A Nonparametric Contextual Bandit with Arm-level Eligibility Control for Customer Service Routing
This addresses routing inefficiencies in large-scale customer service systems like Amazon's, where agent eligibility changes over time, but the approach is incremental as it builds on existing bandit methods with a novel control component.
The paper tackles the problem of routing customer service contacts to eligible human agents by proposing a nonparametric contextual bandit algorithm (K-Boot) with eligibility control (EC), which learns true eligibility status dynamically; simulation results show K-Boot performs comparably to state-of-the-art models, and EC enhances performance when stochastic eligibility signals are present.
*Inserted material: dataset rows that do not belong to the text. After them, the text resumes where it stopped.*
use sea_orm_migration::prelude::*;

#[derive(DeriveMigrationName)]
pub struct Migration;

#[derive(Iden)]
pub enum Members {
    Table,
    Id,
    Number,
    Name,
    Phone,
    BalanceMinor,
    Points,
    TotalWeightGrams,
    Active,
    CreatedAt,
}

#[async_trait::async_trait]
impl MigrationTrait for Migration {
    async fn up(&self, manager: &SchemaManager) -> Result<(), DbErr> {
        manager
            .create_table(
                Table::create()
                    .table(Members::Table)
                    .if_not_exists()
                    .col(
                        ColumnDef::new(Members::Id)
                            .string()
                            .not_null()
                            .primary_key(),
                    )
                    .col(
                        ColumnDef::new(Members::Number)
                            .string()
                            .not_null()
                            .unique_key(),
                    )
                    .col(ColumnDef::new(Members::Name).string().not_null())
                    .col(ColumnDef::new(Members::Phone).string())
                    .col(
                        ColumnDef::new(Members::BalanceMinor)
                            .big_integer()
                            .not_null(),
                    )
                    .col(ColumnDef::new(Members::Points).big_integer().not_null())
                    .col(
                        ColumnDef::new(Members::TotalWeightGrams)
                            .big_integer()
                            .not_null(),
                    )
                    .col(ColumnDef::new(Members::Active).boolean().not_null())
                    .col(ColumnDef::new(Members::CreatedAt).timestamp().not_null())
                    .to_owned(),
            )
            .await
    }

    async fn down(&self, manager: &SchemaManager) -> Result<(), DbErr> {
        manager
            .drop_table(Table::drop().table(Members::Table).to_owned())
            .await
    }
}
use chrono::{DateTime, Utc};
use serde::{Deserialize, Serialize};
use uuid::Uuid;

/// Role attached to a login.
#[derive(Clone, Copy, Debug, PartialEq, Eq, Serialize, Deserialize)]
#[serde(rename_all = "snake_case")]
pub enum Role {
    Admin,
    Member,
}

pub mod auth {
    use super::*;

    #[derive(Debug, Serialize, Deserialize)]
    pub struct LoginRequest {
        pub username: String,
        pub password: String,
    }

    #[derive(Debug, Serialize, Deserialize)]
    pub struct LoginResponse {
        /// Opaque bearer token; send as `Authorization: Bearer <token>`.
        pub token: String,
        pub role: Role,
    }
}

pub mod member {
    use super::*;

    #[derive(Debug, Serialize, Deserialize)]
    pub struct MemberNew {
        pub name: String,
        pub phone: Option<String>,
    }

    /// Request body for suspending/reactivating a member.
    #[derive(Debug, Serialize, Deserialize)]
    pub struct MemberActive {
        pub active: bool,
    }

    #[derive(Debug, Serialize, Deserialize)]
    pub struct MemberView {
        pub id: Uuid,
        /// Human-facing member number (`A-0001`).
        pub number: String,
        pub name: String,
        pub phone: Option<String>,
        pub balance_minor: i64,
        pub points: i64,
        pub total_weight_grams: i64,
        pub active: bool,
        pub created_at: DateTime<Utc>,
    }

    #[derive(Debug, Serialize, Deserialize)]
    pub struct MembersResponse {
        pub members: Vec<MemberView>,
    }

    #[derive(Debug, Default, Serialize, Deserialize)]
    pub struct MemberList {
        pub active_only: Option<bool>,
        pub limit: Option<u64>,
    }
}

pub mod waste_type {
    use super::*;

    #[derive(Debug, Serialize, Deserialize)]
    pub struct WasteTypeNew {
        pub name: String,
        pub price_per_kg_minor: i64,
        pub points_per_kg: i64,
    }

    /// Partial update; absent fields keep their value.
    #[derive(Debug, Default, Serialize, Deserialize)]
    pub struct WasteTypePatch {
        pub price_per_kg_minor: Option<i64>,
        pub points_per_kg: Option<i64>,
        pub active: Option<bool>,
    }

    #[derive(Debug, Serialize, Deserialize)]
    pub struct WasteTypeView {
        pub id: Uuid,
        pub name: String,
        pub price_per_kg_minor: i64,
        pub points_per_kg: i64,
        pub active: bool,
    }

    #[derive(Debug, Serialize, Deserialize)]
    pub struct WasteTypesResponse {
        pub waste_types: Vec<WasteTypeView>,
    }

    #[derive(Debug, Default, Serialize, Deserialize)]
    pub struct WasteTypeList {
        pub active_only: Option<bool>,
    }
}

pub mod deposit {
    use super::*;

    #[derive(Debug, Serialize, Deserialize)]
    pub struct DepositNew {
        pub member_id: Uuid,
        pub waste_type_id: Uuid,
        pub weight_grams: i64,
    }

    #[derive(Debug, Serialize, Deserialize)]
    pub struct DepositView {
        pub id: Uuid,
        pub member_id: Uuid,
        pub waste_type_id: Uuid,
        pub weight_grams: i64,
        /// Catalog rate snapshotted at deposit time.
        pub price_per_kg_minor: i64,
        pub points_per_kg: i64,
        pub total_minor: i64,
        pub points_earned: i64,
        pub occurred_at: DateTime<Utc>,
    }

    #[derive(Debug, Serialize, Deserialize)]
    pub struct DepositsResponse {
        pub deposits: Vec<DepositView>,
    }

    #[derive(Debug, Default, Serialize, Deserialize)]
    pub struct DepositList {
        pub limit: Option<u64>,
    }
}

pub mod cash {
    use super::*;

    #[derive(Clone, Copy, Debug, PartialEq, Eq, Serialize, Deserialize)]
    #[serde(rename_all = "snake_case")]
    pub enum CashDirection {
        In,
        Out,
    }

    #[derive(Clone, Copy, Debug, PartialEq, Eq, Serialize, Deserialize)]
    #[serde(rename_all = "snake_case")]
    pub enum CashCategory {
        CollectorSale,
        OperationalExpense,
        MemberWithdrawal,
    }

    #[derive(Debug, Serialize, Deserialize)]
    pub struct CashTransactionNew {
        pub direction: CashDirection,
        pub category: CashCategory,
        pub amount_minor: i64,
        /// Required iff `category == member_withdrawal`.
        pub member_id: Option<Uuid>,
    }

    #[derive(Debug, Serialize, Deserialize)]
    pub struct CashTransactionView {
        pub id: Uuid,
        /// Document number (`KAS/{YYYYMMDD}/{seq}`).
        pub number: String,
        pub direction: CashDirection,
        pub category: CashCategory,
        pub amount_minor: i64,
        pub member_id: Option<Uuid>,
        pub occurred_at: DateTime<Utc>,
    }

    #[derive(Debug, Serialize, Deserialize)]
    pub struct CashTransactionsResponse {
        pub cash_transactions: Vec<CashTransactionView>,
    }

    #[derive(Debug, Default, Serialize, Deserialize)]
    pub struct CashList {
        pub limit: Option<u64>,
    }

    #[derive(Debug, Serialize, Deserialize)]
    pub struct CashSummaryView {
        pub total_in_minor: i64,
        pub total_out_minor: i64,
        pub net_minor: i64,
        pub collector_sales_minor: i64,
        pub operational_expenses_minor: i64,
        pub member_withdrawals_minor: i64,
    }
}

pub mod history {
    use super::*;

    #[derive(Clone, Copy, Debug, PartialEq, Eq, Serialize, Deserialize)]
    #[serde(rename_all = "snake_case")]
    pub enum LedgerCategory {
        Deposit,
        Withdrawal,
        PointExchange,
        Adjustment,
    }

    #[derive(Debug, Serialize, Deserialize)]
    pub struct HistoryEntryView {
        pub id: Uuid,
        /// Document number (`TRX/{YYYYMMDD}/{seq}`).
        pub number: String,
        pub category: LedgerCategory,
        pub amount_delta_minor: i64,
        pub point_delta: i64,
        pub balance_before_minor: i64,
        pub balance_after_minor: i64,
        pub points_before: i64,
        pub points_after: i64,
        pub occurred_at: DateTime<Utc>,
    }

    #[derive(Debug, Serialize, Deserialize)]
    pub struct HistoryResponse {
        pub entries: Vec<HistoryEntryView>,
    }

    #[derive(Debug, Default, Serialize, Deserialize)]
    pub struct HistoryList {
        pub limit: Option<u64>,
    }

    #[derive(Debug, Serialize, Deserialize)]
    pub struct PointExchangeNew {
        pub member_id: Uuid,
        /// Points spent; must be > 0.
        pub points: i64,
        /// Balance credited in exchange; 0 when points buy goods directly.
        pub credit_minor: i64,
    }

    #[derive(Debug, Serialize, Deserialize)]
    pub struct AdjustmentNew {
        pub member_id: Uuid,
        pub amount_delta_minor: i64,
        pub point_delta: i64,
    }
}

pub mod stats {
    use super::*;

    #[derive(Debug, Serialize, Deserialize)]
    pub struct DashboardView {
        pub member_count: i64,
        pub active_member_count: i64,
        pub total_balance_minor: i64,
        pub total_points: i64,
        pub total_weight_grams: i64,
        pub deposit_count: i64,
        pub cash: super::cash::CashSummaryView,
    }
}
//! Core engine for the waste bank: members, the waste-type catalog,
//! deposits, the organization cash ledger, and the append-only
//! balance-history ledger behind every member balance change.

pub use balance_history::{BalanceHistoryEntry, LedgerCategory, LedgerDirection};
pub use cash_transactions::{CashCategory, CashDirection, CashTransaction};
pub use commands::{AdjustmentCmd, CashTransactionCmd, DepositCmd};
pub use deposits::Deposit;
pub use error::EngineError;
pub use members::Member;
pub use money::Money;
pub use ops::{CashSummary, DashboardStats, Engine, EngineBuilder, LedgerCheck};
pub use users::Role;
pub use waste_types::WasteType;
pub use weight::Weight;

mod balance_history;
mod cash_transactions;
mod commands;
mod deposits;
mod error;
mod members;
mod money;
mod ops;
pub mod users;
mod util;
mod waste_types;
mod weight;

pub type ResultEngine<T> = Result<T, EngineError>;
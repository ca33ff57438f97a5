//! Member records.
//!
//! A `Member` is a registered waste-bank participant. The row carries cached
//! balance/point/weight totals; the append-only `balance_history` table is
//! the source of truth those totals must reconcile to.

use chrono::{DateTime, Utc};
use sea_orm::{ActiveValue, entity::prelude::*};
use serde::{Deserialize, Serialize};
use uuid::Uuid;

use crate::{EngineError, ResultEngine};

#[derive(Clone, Debug, PartialEq, Eq, Serialize, Deserialize)]
pub struct Member {
    pub id: Uuid,
    /// Immutable member number issued at registration (`A-0001`, ...).
    pub number: String,
    pub name: String,
    pub phone: Option<String>,
    pub balance_minor: i64,
    pub points: i64,
    /// Cumulative deposited waste weight, in grams.
    pub total_weight_grams: i64,
    pub active: bool,
    pub created_at: DateTime<Utc>,
}

impl Member {
    pub fn new(
        number: String,
        name: String,
        phone: Option<String>,
        created_at: DateTime<Utc>,
    ) -> ResultEngine<Self> {
        if name.is_empty() {
            return Err(EngineError::InvalidAmount(
                "member name must not be empty".to_string(),
            ));
        }
        Ok(Self {
            id: Uuid::new_v4(),
            number,
            name,
            phone,
            balance_minor: 0,
            points: 0,
            total_weight_grams: 0,
            active: true,
            created_at,
        })
    }
}

#[derive(Clone, Debug, PartialEq, DeriveEntityModel)]
#[sea_orm(table_name = "members")]
pub struct Model {
    #[sea_orm(primary_key, auto_increment = false)]
    pub id: String,
    #[sea_orm(unique)]
    pub number: String,
    pub name: String,
    pub phone: Option<String>,
    pub balance_minor: i64,
    pub points: i64,
    pub total_weight_grams: i64,
    pub active: bool,
    pub created_at: DateTimeUtc,
}

#[derive(Copy, Clone, Debug, EnumIter, DeriveRelation)]
pub enum Relation {
    #[sea_orm(has_many = "super::deposits::Entity")]
    Deposits,
    #[sea_orm(has_many = "super::balance_history::Entity")]
    BalanceHistory,
}

impl Related<super::deposits::Entity> for Entity {
    fn to() -> RelationDef {
        Relation::Deposits.def()
    }
}

impl Related<super::balance_history::Entity> for Entity {
    fn to() -> RelationDef {
        Relation::BalanceHistory.def()
    }
}

impl ActiveModelBehavior for ActiveModel {}

impl From<&Member> for ActiveModel {
    fn from(member: &Member) -> Self {
        Self {
            id: ActiveValue::Set(member.id.to_string()),
            number: ActiveValue::Set(member.number.clone()),
            name: ActiveValue::Set(member.name.clone()),
            phone: ActiveValue::Set(member.phone.clone()),
            balance_minor: ActiveValue::Set(member.balance_minor),
            points: ActiveValue::Set(member.points),
            total_weight_grams: ActiveValue::Set(member.total_weight_grams),
            active: ActiveValue::Set(member.active),
            created_at: ActiveValue::Set(member.created_at),
        }
    }
}

impl TryFrom<Model> for Member {
    type Error = EngineError;

    fn try_from(model: Model) -> Result<Self, Self::Error> {
        Ok(Self {
            id: Uuid::parse_str(&model.id)
                .map_err(|_| EngineError::KeyNotFound("member not exists".to_string()))?,
            number: model.number,
            name: model.name,
            phone: model.phone,
            balance_minor: model.balance_minor,
            points: model.points,
            total_weight_grams: model.total_weight_grams,
            active: model.active,
            created_at: model.created_at,
        })
    }
}
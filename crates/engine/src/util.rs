//! Internal helpers for pricing arithmetic and model conversion.
//!
//! These utilities are **not** part of the public API. They centralize the
//! rounding policy so every deposit is priced the same way.

use uuid::Uuid;

use crate::{EngineError, ResultEngine};

/// Deposit value in minor units: `weight_grams * price_per_kg_minor / 1000`,
/// rounded half-up. Integer math only.
pub(crate) fn deposit_total_minor(weight_grams: i64, price_per_kg_minor: i64) -> ResultEngine<i64> {
    let scaled = weight_grams
        .checked_mul(price_per_kg_minor)
        .ok_or_else(|| EngineError::InvalidAmount("deposit value overflow".to_string()))?;
    // Half-up: bias by half the divisor before truncating. Both factors are
    // non-negative here.
    Ok((scaled + 500) / 1000)
}

/// Points earned: `floor(weight_grams * points_per_kg / 1000)`.
pub(crate) fn deposit_points(weight_grams: i64, points_per_kg: i64) -> ResultEngine<i64> {
    let scaled = weight_grams
        .checked_mul(points_per_kg)
        .ok_or_else(|| EngineError::InvalidAmount("deposit points overflow".to_string()))?;
    Ok(scaled / 1000)
}

/// Parse a UUID from storage and return a labeled error on failure.
pub(crate) fn parse_uuid(value: &str, label: &str) -> ResultEngine<Uuid> {
    Uuid::parse_str(value).map_err(|_| EngineError::InvalidId(format!("invalid {label} id")))
}

#[cfg(test)]
mod tests {
    use super::*;

    #[test]
    fn total_rounds_half_up() {
        // 1.111 kg at Rp1.11/kg = 123.321 minor -> 123
        assert_eq!(deposit_total_minor(1111, 111).unwrap(), 123);
        // 0.5 kg at Rp0.01/kg = 0.5 minor -> 1
        assert_eq!(deposit_total_minor(500, 1).unwrap(), 1);
        // 0.499 kg at Rp0.01/kg = 0.499 minor -> 0
        assert_eq!(deposit_total_minor(499, 1).unwrap(), 0);
        // Exact values stay exact: 2.5 kg at Rp20.00/kg.
        assert_eq!(deposit_total_minor(2500, 2000).unwrap(), 5000);
    }

    #[test]
    fn points_round_down() {
        // 1.999 kg at 1 point/kg -> 1 point
        assert_eq!(deposit_points(1999, 1).unwrap(), 1);
        assert_eq!(deposit_points(2000, 1).unwrap(), 2);
        assert_eq!(deposit_points(999, 1).unwrap(), 0);
        assert_eq!(deposit_points(2500, 3).unwrap(), 7);
    }

    #[test]
    fn overflow_is_rejected() {
        assert!(deposit_total_minor(i64::MAX, 2).is_err());
        assert!(deposit_points(i64::MAX, 2).is_err());
    }
}
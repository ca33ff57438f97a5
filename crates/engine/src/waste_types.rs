//! Waste-type catalog.
//!
//! Each row prices one category of recyclable material. Deposits snapshot the
//! rates at recording time, so later catalog edits never rewrite history.

use sea_orm::{ActiveValue, entity::prelude::*};
use serde::{Deserialize, Serialize};
use uuid::Uuid;

use crate::{EngineError, ResultEngine};

#[derive(Clone, Debug, PartialEq, Eq, Serialize, Deserialize)]
pub struct WasteType {
    pub id: Uuid,
    pub name: String,
    /// Purchase price per kilogram, in minor units.
    pub price_per_kg_minor: i64,
    /// Loyalty points credited per kilogram.
    pub points_per_kg: i64,
    pub active: bool,
}

impl WasteType {
    pub fn new(name: String, price_per_kg_minor: i64, points_per_kg: i64) -> ResultEngine<Self> {
        if price_per_kg_minor < 0 || points_per_kg < 0 {
            return Err(EngineError::InvalidAmount(
                "price and point rate must be >= 0".to_string(),
            ));
        }
        Ok(Self {
            id: Uuid::new_v4(),
            name,
            price_per_kg_minor,
            points_per_kg,
            active: true,
        })
    }
}

#[derive(Clone, Debug, PartialEq, DeriveEntityModel)]
#[sea_orm(table_name = "waste_types")]
pub struct Model {
    #[sea_orm(primary_key, auto_increment = false)]
    pub id: String,
    #[sea_orm(unique)]
    pub name: String,
    pub price_per_kg_minor: i64,
    pub points_per_kg: i64,
    pub active: bool,
}

#[derive(Copy, Clone, Debug, EnumIter, DeriveRelation)]
pub enum Relation {
    #[sea_orm(has_many = "super::deposits::Entity")]
    Deposits,
}

impl Related<super::deposits::Entity> for Entity {
    fn to() -> RelationDef {
        Relation::Deposits.def()
    }
}

impl ActiveModelBehavior for ActiveModel {}

impl From<&WasteType> for ActiveModel {
    fn from(waste_type: &WasteType) -> Self {
        Self {
            id: ActiveValue::Set(waste_type.id.to_string()),
            name: ActiveValue::Set(waste_type.name.clone()),
            price_per_kg_minor: ActiveValue::Set(waste_type.price_per_kg_minor),
            points_per_kg: ActiveValue::Set(waste_type.points_per_kg),
            active: ActiveValue::Set(waste_type.active),
        }
    }
}

impl TryFrom<Model> for WasteType {
    type Error = EngineError;

    fn try_from(model: Model) -> Result<Self, Self::Error> {
        Ok(Self {
            id: Uuid::parse_str(&model.id)
                .map_err(|_| EngineError::KeyNotFound("waste_type not exists".to_string()))?,
            name: model.name,
            price_per_kg_minor: model.price_per_kg_minor,
            points_per_kg: model.points_per_kg,
            active: model.active,
        })
    }
}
Amazon Customer Service provides real-time support for millions of customer contacts every year. While bot-resolver helps automate some traffic, we still see high demand for human agents, also called subject matter experts (SMEs). Customers outreach with questions in different domains (return policy, device troubleshooting, etc.). Depending on their training, not all SMEs are eligible to handle all contacts. Routing contacts to eligible SMEs turns out to be a non-trivial problem because SMEs' domain eligibility is subject to training quality and can change over time. To optimally recommend SMEs while simultaneously learning the true eligibility status, we propose to formulate the routing problem with a nonparametric contextual bandit algorithm (K-Boot) plus an eligibility control (EC) algorithm. K-Boot models reward with a kernel smoother on similar past samples selected by $k$-NN, and Bootstrap Thompson Sampling for exploration. EC filters arms (SMEs) by the initially system-claimed eligibility and dynamically validates the reliability of this information. The proposed K-Boot is a general bandit algorithm, and EC is applicable to other bandits. Our simulation studies show that K-Boot performs on par with state-of-the-art Bandit models, and EC boosts K-Boot performance when stochastic eligibility signal exists.